Not really. Numerous examples world over of first world countries/ expensive cities managing to get infra done (Tokyo, Seoul, Singapore)
What's really happening in many western capitalist societies, both the rich landowning class as well as the unions dominate and capture the regulatory authorities and use the "system" to increase friction and costs for things that could reduce their own wealth extraction (land being taken away, more efficient construction) even if it's in the broader interest of the nation. Indeed this awesome flex of power of individual or small group wealth extraction over total system efficiency is seen as a highly positive ideology and is not all that far from third world countries where wealth extraction from corruption is seen as just a way of life.

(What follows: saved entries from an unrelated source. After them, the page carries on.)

use anyhow::Result;
use fn_tour::core::{ConfigProvider, OutputFormat};
use fn_tour::utils::validation::Validate;
use fn_tour::{TomlConfig, TourEngine, TourError};
use std::io::Write;
use tempfile::NamedTempFile;

fn write_config(content: &str) -> Result<NamedTempFile> {
    let mut file = NamedTempFile::new()?;
    file.write_all(content.as_bytes())?;
    Ok(file)
}

#[test]
fn test_tour_from_config_file() -> Result<()> {
    let file = write_config(
        r#"
[factorial]
strategy = "recursive"

[output]
format = "json"

[tour]
factorial_input = 6
greet_name = "Gopher"
add = [20, 22]
sum = []
"#,
    )?;

    let config = TomlConfig::from_file(file.path())?;
    config.validate()?;
    assert_eq!(config.output_format(), OutputFormat::Json);

    let report = TourEngine::new(config).run()?;
    let outputs: Vec<String> = report.evaluations.iter().map(|e| e.render_text()).collect();
    assert_eq!(
        outputs,
        vec![
            "Jay",
            "Hello World Gopher",
            "720",
            "42",
            "0",
            "I am an anonymous function"
        ]
    );

    Ok(())
}

#[test]
fn test_tour_report_serializes_to_json() -> Result<()> {
    let report = TourEngine::new(TomlConfig::default()).run()?;
    let json: serde_json::Value = serde_json::to_value(&report)?;

    let evaluations = json["evaluations"].as_array().expect("evaluations array");
    assert_eq!(evaluations.len(), 6);
    assert_eq!(evaluations[2]["step"], "factorial");
    assert_eq!(evaluations[2]["input"], 5);
    assert_eq!(evaluations[2]["output"], 120);
    assert_eq!(evaluations[4]["input"], serde_json::json!([1, 2, 3, 4]));
    assert!(evaluations[0]["evaluated_at"].is_string());

    Ok(())
}

#[test]
fn test_tour_fails_when_factorial_exceeds_limit() -> Result<()> {
    let file = write_config("[factorial]\nmax_input = 3\n")?;
    let config = TomlConfig::from_file(file.path())?;
    config.validate()?;

    let err = TourEngine::new(config).run().unwrap_err();
    assert!(matches!(err, TourError::InvalidArgument { .. }));
    assert!(err.user_friendly_message().contains("configured limit of 3"));

    Ok(())
}

#[test]
fn test_missing_config_file_is_io_error() {
    let err = TomlConfig::from_file("/nonexistent/fn-tour.toml").unwrap_err();
    assert!(matches!(err, TourError::IoError(_)));
}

As usual the key is how a society strikes a balance. The Western democracies of the 20th century did know how strike a balance pretty well - perhaps because of the existential threat of first the Great Depression, then the Nazi and then the Russian threat. Perhaps removal of existential threats that necessarily require a society to come together encourages private profiteering.
I wonder how "project cost expressed in terms of hours of labour at national median wage, per mile of track" compares to the Victorian times. That is, hours per mile.

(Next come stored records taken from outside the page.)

use crate::core::factorial::{factorial_with_limit, FactorialStrategy};
use crate::core::helpers;
use crate::core::{ConfigProvider, Evaluation, TourReport};
use crate::utils::error::Result;
use serde_json::json;

pub struct TourEngine<C: ConfigProvider> {
    config: C,
}

impl<C: ConfigProvider> TourEngine<C> {
    pub fn new(config: C) -> Self {
        Self { config }
    }

    fn strategy(&self) -> FactorialStrategy {
        if self.config.use_recursive_factorial() {
            FactorialStrategy::Recursive
        } else {
            FactorialStrategy::Iterative
        }
    }

    pub fn factorial(&self, x: i64) -> Result<Evaluation> {
        let strategy = self.strategy();
        tracing::debug!("Computing factorial({}) with {:?} strategy", x, strategy);
        let result = factorial_with_limit(x, self.config.max_factorial_input(), strategy)?;
        Ok(Evaluation::new("factorial", json!(x), json!(result)))
    }

    pub fn sum(&self, numbers: &[i64]) -> Result<Evaluation> {
        tracing::debug!("Summing {} numbers", numbers.len());
        let total = helpers::sum(numbers)?;
        Ok(Evaluation::new("sum", json!(numbers), json!(total)))
    }

    pub fn add(&self, x: i64, y: i64) -> Result<Evaluation> {
        let add = helpers::make_adder();
        let result = add(x, y)?;
        Ok(Evaluation::new("add", json!([x, y]), json!(result)))
    }

    pub fn greet(&self, name: &str) -> Evaluation {
        Evaluation::new("greet", json!(name), json!(helpers::greet(name)))
    }

    pub fn echo(&self, name: &str) -> Evaluation {
        Evaluation::new("echo", json!(name), json!(helpers::echo(name)))
    }

    pub fn anonymous(&self) -> Evaluation {
        Evaluation::new("anonymous", serde_json::Value::Null, json!(helpers::anonymous_message()))
    }

    /// Runs every demonstration in order, stopping at the first failing step.
    pub fn run(&self) -> Result<TourReport> {
        tracing::info!("Starting tour");
        let mut report = TourReport::default();

        report.evaluations.push(self.echo(self.config.tour_echo_name()));
        report.evaluations.push(self.greet(self.config.tour_greet_name()));
        report
            .evaluations
            .push(self.factorial(self.config.tour_factorial_input())?);

        let (x, y) = self.config.tour_add_operands();
        report.evaluations.push(self.add(x, y)?);
        report
            .evaluations
            .push(self.sum(self.config.tour_sum_operands())?);
        report.evaluations.push(self.anonymous());

        for evaluation in &report.evaluations {
            tracing::debug!("{} -> {}", evaluation.step, evaluation.output);
        }
        tracing::info!("Tour completed with {} steps", report.evaluations.len());

        Ok(report)
    }
}

#[cfg(test)]
mod tests {
    use super::*;
    use crate::core::OutputFormat;
    use crate::utils::error::TourError;

    struct MockConfig {
        max_input: i64,
        recursive: bool,
        factorial_input: i64,
    }

    impl MockConfig {
        fn new() -> Self {
            Self {
                max_input: 20,
                recursive: false,
                factorial_input: 5,
            }
        }
    }

    impl ConfigProvider for MockConfig {
        fn max_factorial_input(&self) -> i64 {
            self.max_input
        }

        fn output_format(&self) -> OutputFormat {
            OutputFormat::Text
        }

        fn use_recursive_factorial(&self) -> bool {
            self.recursive
        }

        fn tour_factorial_input(&self) -> i64 {
            self.factorial_input
        }
    }

    #[test]
    fn test_run_default_tour() {
        let engine = TourEngine::new(MockConfig::new());
        let report = engine.run().unwrap();

        assert_eq!(
            report.steps(),
            vec!["echo", "greet", "factorial", "add", "sum", "anonymous"]
        );
        let outputs: Vec<String> = report.evaluations.iter().map(|e| e.render_text()).collect();
        assert_eq!(
            outputs,
            vec![
                "Jay",
                "Hello World Jake Gyllenhaal",
                "120",
                "3",
                "10",
                "I am an anonymous function"
            ]
        );
    }

    #[test]
    fn test_run_with_recursive_strategy() {
        let mut config = MockConfig::new();
        config.recursive = true;
        config.factorial_input = 10;
        let report = TourEngine::new(config).run().unwrap();
        assert_eq!(report.evaluations[2].output, json!(3_628_800u64));
    }

    #[test]
    fn test_run_stops_on_factorial_error() {
        let mut config = MockConfig::new();
        config.factorial_input = -3;
        let err = TourEngine::new(config).run().unwrap_err();
        assert!(matches!(err, TourError::InvalidArgument { .. }));
    }

    #[test]
    fn test_factorial_respects_configured_limit() {
        let mut config = MockConfig::new();
        config.max_input = 4;
        let engine = TourEngine::new(config);
        assert!(engine.factorial(4).is_ok());
        assert!(engine.factorial(5).is_err());
    }
}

I bet, even digging by hand, the Victorians did it cheaper.
It’s funny though, how productivity massively goes up per capita yet pay doesn’t really change much and despite each person today being the equivalent of many multiple people from yesterday, capitalists complain about how they can’t find enough affordable labor in a system known for its profit gouging and corruption. Something’s not right here…

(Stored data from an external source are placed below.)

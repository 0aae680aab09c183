use crate::utils::error::{Result, TourError};
use serde::{Deserialize, Serialize};

/// Largest input whose factorial fits in a `u64` (20! = 2432902008176640000).
pub const MAX_FACTORIAL_INPUT: i64 = 20;

#[derive(Debug, Clone, Copy, PartialEq, Eq, Default, Serialize, Deserialize)]
#[serde(rename_all = "lowercase")]
pub enum FactorialStrategy {
    #[default]
    Iterative,
    Recursive,
}

impl FactorialStrategy {
    pub fn compute(self, x: i64) -> Result<u64> {
        match self {
            FactorialStrategy::Iterative => factorial(x),
            FactorialStrategy::Recursive => factorial_recursive(x),
        }
    }
}

fn checked_input(x: i64) -> Result<u64> {
    if x < 0 {
        return Err(TourError::invalid_argument(
            "factorial",
            x,
            "factorial is only defined for non-negative integers",
        ));
    }
    if x > MAX_FACTORIAL_INPUT {
        return Err(TourError::overflow("factorial", x));
    }
    Ok(x as u64)
}

/// Factorial by accumulating a running product from 1 to `x`.
///
/// Negative input fails with [`TourError::InvalidArgument`]; input above
/// [`MAX_FACTORIAL_INPUT`] fails with [`TourError::Overflow`].
///
/// ```
/// use fn_tour::core::factorial::factorial;
/// assert_eq!(factorial(5).unwrap(), 120);
/// ```
pub fn factorial(x: i64) -> Result<u64> {
    let n = checked_input(x)?;
    (1..=n)
        .try_fold(1u64, |product, k| product.checked_mul(k))
        .ok_or_else(|| TourError::overflow("factorial", x))
}

/// Factorial by recursive descent, `x * (x - 1)!` down to `0! = 1`.
///
/// The input is validated before the first call, so recursion depth never
/// exceeds `MAX_FACTORIAL_INPUT + 1` frames.
///
/// ```
/// use fn_tour::core::factorial::factorial_recursive;
/// assert_eq!(factorial_recursive(5).unwrap(), 120);
/// ```
pub fn factorial_recursive(x: i64) -> Result<u64> {
    fn descend(n: u64) -> Option<u64> {
        if n == 0 {
            Some(1)
        } else {
            descend(n - 1)?.checked_mul(n)
        }
    }

    let n = checked_input(x)?;
    descend(n).ok_or_else(|| TourError::overflow("factorial", x))
}

/// Like [`FactorialStrategy::compute`], but also rejects inputs above a caller-supplied ceiling.
pub fn factorial_with_limit(x: i64, max_input: i64, strategy: FactorialStrategy) -> Result<u64> {
    if x > max_input {
        tracing::debug!("factorial input {} exceeds configured limit {}", x, max_input);
        return Err(TourError::invalid_argument(
            "factorial",
            x,
            &format!("input exceeds the configured limit of {}", max_input),
        ));
    }
    strategy.compute(x)
}

#[cfg(test)]
mod tests {
    use super::*;

    #[test]
    fn test_known_values() {
        assert_eq!(factorial(0).unwrap(), 1);
        assert_eq!(factorial(1).unwrap(), 1);
        assert_eq!(factorial(5).unwrap(), 120);
        assert_eq!(factorial(10).unwrap(), 3_628_800);
        assert_eq!(factorial(20).unwrap(), 2_432_902_008_176_640_000);
    }

    #[test]
    fn test_recurrence_law() {
        for n in 1..=MAX_FACTORIAL_INPUT {
            let prev = factorial(n - 1).unwrap();
            assert_eq!(factorial(n).unwrap(), n as u64 * prev, "n = {}", n);
        }
    }

    #[test]
    fn test_result_is_at_least_one() {
        for n in 0..=MAX_FACTORIAL_INPUT {
            assert!(factorial(n).unwrap() >= 1);
        }
    }

    #[test]
    fn test_strategies_agree() {
        for n in 0..=MAX_FACTORIAL_INPUT {
            assert_eq!(factorial(n).unwrap(), factorial_recursive(n).unwrap());
        }
    }

    #[test]
    fn test_negative_input_rejected() {
        for strategy in [FactorialStrategy::Iterative, FactorialStrategy::Recursive] {
            let err = strategy.compute(-1).unwrap_err();
            assert!(matches!(err, TourError::InvalidArgument { .. }));
        }
        assert!(matches!(
            factorial(i64::MIN),
            Err(TourError::InvalidArgument { .. })
        ));
    }

    #[test]
    fn test_overflow_rejected() {
        assert!(matches!(factorial(21), Err(TourError::Overflow { .. })));
        assert!(matches!(
            factorial_recursive(21),
            Err(TourError::Overflow { .. })
        ));
        assert!(matches!(
            factorial_recursive(i64::MAX),
            Err(TourError::Overflow { .. })
        ));
    }

    #[test]
    fn test_configured_limit() {
        assert_eq!(
            factorial_with_limit(10, 10, FactorialStrategy::Iterative).unwrap(),
            3_628_800
        );
        let err = factorial_with_limit(11, 10, FactorialStrategy::Recursive).unwrap_err();
        assert!(matches!(err, TourError::InvalidArgument { .. }));
    }
}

I don't intuitively see why trains would be massively cheaper than a circle nowhere interesting (underground).
HS2 is too expensive, sure, but the LHC is built next to ~a century of research institutions and took a very long time, whereas trains can actually be on somewhat tight schedules in the places where it actually matters and requiring bulldozing a fuckload of expensive land, houses, and history etc.
Everybody knows HS2 will never happen and looking at trains in general maybe it's better that it doesn't. I pay £45 for a return from Biggleswade to London. It's a 45min journey one way, trains rarely come on time and are often slowed down once you pass Stevenage or we have to randomly stop at a red signal. Going back they are often cancelled, almost as a rule they are 10min late when they come and a lot of times they come in 8 carriages instead of 12, so that means standing like a sardine for 45min not being able to breathe normally and when you do you're breathing in someone else's bad breath or afternoon farts. Sometimes going to London if we get stopped at Finsbury Park (because "that's as far as we go sorry") then I have to buy a new ticket to get to Moorgate for example which wouldn't be a problem normally if Moorgate had QR scanners, so instead I have to queue 20min to leave the station, go outside and buy a paper ticket and then go back into the station to get onto the platform. Imagine a train station in central London not having the high-tech that's capable of scanning e-tickets. That's why I can never go to work "on time" but instead have to go an hour early because I never know what's going to happen and leaving work I have to monitor both thetrainline.com and TfL in case a train is cancelled or the Tube is part suspended or heavily delayed. Worst part is I have to pay a small fortune for the privilege.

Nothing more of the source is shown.